Cabe señalar que el primer brote está precedido por el encuentro con una figura paterna que detenta un
poder sobre el cuerpo, a saber el cirujano que lo operó. Una segunda internación fue el final de una crisis
que comenzó cuando un médico psicoanalista decide retirarle toda la medicación que estaba tomando. En
este último caso debe tenerse en cuenta, aparte del efecto propiamente psicofarmacológico, el valor
simbólico de semejante iniciativa por parte del médico.
Después de bastante tiempo confía algunas ideas que precedieron a su primer internación. Habría
escuchado a su madre decir “qué bueno que estás” en lugar de “qué bueno que sos”. Varias veces ha
sentido un acoso sexual velado por parte de su madre, expresado en frases o gestos provocativos. Esta
idea lo angustia gravemente. Sostuvo siempre con su madre una relación de apego radical. Dice ser “su
mascota”. Ha vivido en relación a ella como una suerte de apéndice. El padre se va de la casa cuando
Julián tenía dos años, y refiere él mismo haber sido “un típico padre de fin de semana”. Cabe señalar que es
el único miembro de la familia que se ha acercado al tratamiento del paciente, mientras que la madre parece
sostener una posición de indiferencia. Es notoria la influencia superior de la madre y la familia materna
sobre el paciente. Un dato curioso y significativo es que en su casa y en el entorno de la familia materna, así
como entre sus amigos y parientes, el paciente responde al nombre de Pablo, que es su segundo nombre.

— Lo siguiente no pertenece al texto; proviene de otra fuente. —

// Copyright (C) 2026 Michael Wilson <mike@mdwn.dev>
//
// This program is free software: you can redistribute it and/or modify it under
// the terms of the GNU General Public License as published by the Free Software
// Foundation, version 3.
//
// This program is distributed in the hope that it will be useful, but WITHOUT
// ANY WARRANTY; without even the implied warranty of MERCHANTABILITY or FITNESS
// FOR A PARTICULAR PURPOSE. See the GNU General Public License for more details.
//
// You should have received a copy of the GNU General Public License along with
// this program. If not, see <https://www.gnu.org/licenses/>.
//

//! Voice tracking for held keys.
//!
//! A key owns at most one sounding voice. Released voices are kept aside until
//! their fade has completed so that the key can report that it is releasing.

use std::collections::HashMap;
use std::fmt;
use std::sync::atomic::{AtomicU64, Ordering};
use std::time::Duration;

use tracing::debug;

use crate::audio::NodeId;
use crate::notes::{KeyId, NoteDefinition};

/// Global voice ID counter.
static NEXT_VOICE_ID: AtomicU64 = AtomicU64::new(1);

/// The lifecycle of a voice.
#[derive(Debug, Clone, Copy, PartialEq, Eq)]
pub enum VoiceState {
    Sounding,
    Releasing,
    Stopped,
}

/// How a voice produces sound.
#[derive(Debug, Clone, Copy, PartialEq, Eq)]
pub enum VoiceKind {
    Synth,
    Sample,
}

impl fmt::Display for VoiceKind {
    fn fmt(&self, f: &mut fmt::Formatter<'_>) -> fmt::Result {
        match self {
            VoiceKind::Synth => write!(f, "synth"),
            VoiceKind::Sample => write!(f, "sample"),
        }
    }
}

/// The per-key state as seen by the trigger controller.
#[derive(Debug, Clone, Copy, PartialEq, Eq)]
pub enum KeyState {
    Idle,
    Sounding,
    Releasing,
}

/// A live sound-producing instance bound to one held key.
#[derive(Debug)]
pub struct Voice {
    /// Unique ID for this voice.
    id: u64,
    /// The key that owns this voice.
    key: KeyId,
    /// The name of the note being played.
    note: String,
    /// The frequency of the note being played.
    frequency: f32,
    /// Whether the voice is synthesized or sampled.
    kind: VoiceKind,
    /// The engine node producing the sound.
    node: NodeId,
    /// Engine time at which the voice started.
    started_at: Duration,
    state: VoiceState,
    /// Engine time at which the underlying node stops, once released.
    stop_at: Option<Duration>,
}

impl Voice {
    /// Creates a new sounding voice.
    pub fn new(note: &NoteDefinition, kind: VoiceKind, node: NodeId, started_at: Duration) -> Voice {
        Voice {
            id: NEXT_VOICE_ID.fetch_add(1, Ordering::SeqCst),
            key: note.key(),
            note: note.name().to_string(),
            frequency: note.frequency(),
            kind,
            node,
            started_at,
            state: VoiceState::Sounding,
            stop_at: None,
        }
    }

    pub fn id(&self) -> u64 {
        self.id
    }

    pub fn key(&self) -> KeyId {
        self.key
    }

    pub fn note(&self) -> &str {
        &self.note
    }

    pub fn frequency(&self) -> f32 {
        self.frequency
    }

    pub fn kind(&self) -> VoiceKind {
        self.kind
    }

    pub fn node(&self) -> NodeId {
        self.node
    }

    pub fn started_at(&self) -> Duration {
        self.started_at
    }

    pub fn state(&self) -> VoiceState {
        self.state
    }

    pub fn stop_at(&self) -> Option<Duration> {
        self.stop_at
    }

    /// Marks the voice as fading out until the given engine time.
    pub fn mark_releasing(&mut self, stop_at: Duration) {
        self.state = VoiceState::Releasing;
        self.stop_at = Some(stop_at);
    }

    /// Marks the voice as stopped. Its node is gone.
    pub fn mark_stopped(&mut self) {
        self.state = VoiceState::Stopped;
    }

    /// Returns true once the voice no longer produces sound at the given time.
    pub fn is_finished(&self, now: Duration) -> bool {
        match self.state {
            VoiceState::Sounding => false,
            VoiceState::Releasing => self.stop_at.is_some_and(|stop_at| now >= stop_at),
            VoiceState::Stopped => true,
        }
    }
}

/// Tracks voices by key.
#[derive(Default)]
pub struct VoiceRegistry {
    /// Sounding voices by owning key.
    sounding: HashMap<KeyId, Voice>,
    /// Voices whose release fade is still running.
    releasing: Vec<Voice>,
}

impl VoiceRegistry {
    /// Creates a new, empty registry.
    pub fn new() -> VoiceRegistry {
        VoiceRegistry::default()
    }

    /// Returns true if the key currently owns a sounding voice.
    pub fn has_voice(&self, key: KeyId) -> bool {
        self.sounding.contains_key(&key)
    }

    /// Records a voice under its key. If the key already owns a sounding voice,
    /// nothing is recorded and the new voice is handed back to the caller.
    pub fn start(&mut self, voice: Voice) -> Result<(), Voice> {
        if self.has_voice(voice.key) {
            debug!(key = %voice.key, "Key already sounding, ignoring voice");
            return Err(voice);
        }
        self.sounding.insert(voice.key, voice);
        Ok(())
    }

    /// Removes and returns the sounding voice for the key, if any.
    pub fn release(&mut self, key: KeyId) -> Option<Voice> {
        self.sounding.remove(&key)
    }

    /// Keeps a released voice until its fade completes.
    pub fn retire(&mut self, voice: Voice) {
        self.releasing.push(voice);
    }

    /// Drops released voices whose fade has completed. Returns how many were dropped.
    pub fn reap(&mut self, now: Duration) -> usize {
        let before = self.releasing.len();
        self.releasing.retain(|v| !v.is_finished(now));
        before - self.releasing.len()
    }

    /// Removes and returns every voice, sounding or releasing.
    pub fn release_all(&mut self) -> Vec<Voice> {
        let mut voices: Vec<Voice> = self.sounding.drain().map(|(_, v)| v).collect();
        voices.append(&mut self.releasing);
        voices
    }

    /// Returns the state of the given key at the given engine time. A released
    /// voice whose fade has completed no longer counts, even before it is reaped.
    pub fn state(&self, key: KeyId, now: Duration) -> KeyState {
        if self.sounding.contains_key(&key) {
            KeyState::Sounding
        } else if self
            .releasing
            .iter()
            .any(|v| v.key == key && !v.is_finished(now))
        {
            KeyState::Releasing
        } else {
            KeyState::Idle
        }
    }

    /// Returns the sounding voice for the key.
    pub fn get(&self, key: KeyId) -> Option<&Voice> {
        self.sounding.get(&key)
    }

    /// Returns the keys that own a sounding voice.
    pub fn keys(&self) -> impl Iterator<Item = KeyId> + '_ {
        self.sounding.keys().copied()
    }

    /// Returns the number of sounding voices.
    pub fn active_count(&self) -> usize {
        self.sounding.len()
    }

    /// Returns the number of voices still fading out.
    pub fn releasing_count(&self) -> usize {
        self.releasing.len()
    }

    /// Returns true if there are no sounding or releasing voices.
    pub fn is_empty(&self) -> bool {
        self.sounding.is_empty() && self.releasing.is_empty()
    }
}

impl fmt::Debug for VoiceRegistry {
    fn fmt(&self, f: &mut fmt::Formatter<'_>) -> fmt::Result {
        f.debug_struct("VoiceRegistry")
            .field("sounding", &self.sounding.len())
            .field("releasing", &self.releasing.len())
            .finish()
    }
}
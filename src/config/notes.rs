// Copyright (C) 2026 Michael Wilson <mike@mdwn.dev>
//
// This program is free software: you can redistribute it and/or modify it under
// the terms of the GNU General Public License as published by the Free Software
// Foundation, version 3.
//
// This program is distributed in the hope that it will be useful, but WITHOUT
// ANY WARRANTY; without even the implied warranty of MERCHANTABILITY or FITNESS
// FOR A PARTICULAR PURPOSE. See the GNU General Public License for more details.
//
// You should have received a copy of the GNU General Public License along with
// this program. If not, see <https://www.gnu.org/licenses/>.
//

use serde::{Deserialize, Serialize};

use crate::notes::{KeyKind, NoteDefinition, NoteTableError};

/// A YAML representation of a playable note.
#[derive(Deserialize, Serialize, Clone, Debug, PartialEq)]
pub struct Note {
    /// Display name, e.g. "C#2". Samples are looked up by the name without
    /// octave digits.
    name: String,

    /// The single character that triggers the note.
    key: String,

    /// Frequency in Hz.
    frequency: f32,

    /// Natural or accidental. Inferred from the name when absent.
    #[serde(skip_serializing_if = "Option::is_none")]
    kind: Option<KeyKind>,
}

impl Note {
    /// Converts to a validated note definition.
    pub fn to_definition(&self) -> Result<NoteDefinition, NoteTableError> {
        let mut chars = self.key.chars();
        let key = match (chars.next(), chars.next()) {
            (Some(key), None) => key,
            _ => {
                return Err(NoteTableError::InvalidKey {
                    name: self.name.clone(),
                    key: self.key.clone(),
                })
            }
        };

        NoteDefinition::new(
            &self.name,
            key,
            self.frequency,
            self.kind.unwrap_or_else(|| KeyKind::from_name(&self.name)),
        )
    }
}

impl From<&NoteDefinition> for Note {
    fn from(note: &NoteDefinition) -> Self {
        Note {
            name: note.name().to_string(),
            key: note.key().to_string(),
            frequency: note.frequency(),
            kind: Some(note.kind()),
        }
    }
}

No lo llaman Julián porque es el mismo nombre de su padre. El único lugar en el cual él ha usado y sigue
usando su primer nombre es en el tratamiento, así como en los trabajos en el pasado. Las ideas de rivalidad
edípica con el marido de la madre y de persecución por diversas figuras masculinas que lo amenazan se
aclaran desde esta perspectiva. No se deja de apreciar la raíz incestuosa de ese “trastocamiento morboso
del orden de las cosas” al que hace referencia el sujeto.
La perplejidad producida por ciertos significantes que se le presentan como enigmáticos persiste todavía sin
llegar a ser reducida por un segundo significante que le otorgue una significación aunque sea delirante.
La posición terapéutica del analista obró siempre en la línea del testigo y el acompañante. Las
intervenciones apuntaron a la atenuación del carácter extremo de las ideas que lo parasitaban, a desalentar
toda tentación de ceder al impulso incitado por las voces, a evitar las posiciones heroicas y sacrificiales. El
establecimiento de un espacio de palabra y de confianza fue un objetivo que demoró prácticamente un año
entero poder alcanzar. Se trabajó sobre el vínculo con el padre y con el padre mismo, el cual sostenía una
posición de negación de la enfermedad del hijo, ubicándose en las antípodas de la actitud materna que
parecía fijarlo en un lugar de discapacidad absoluta.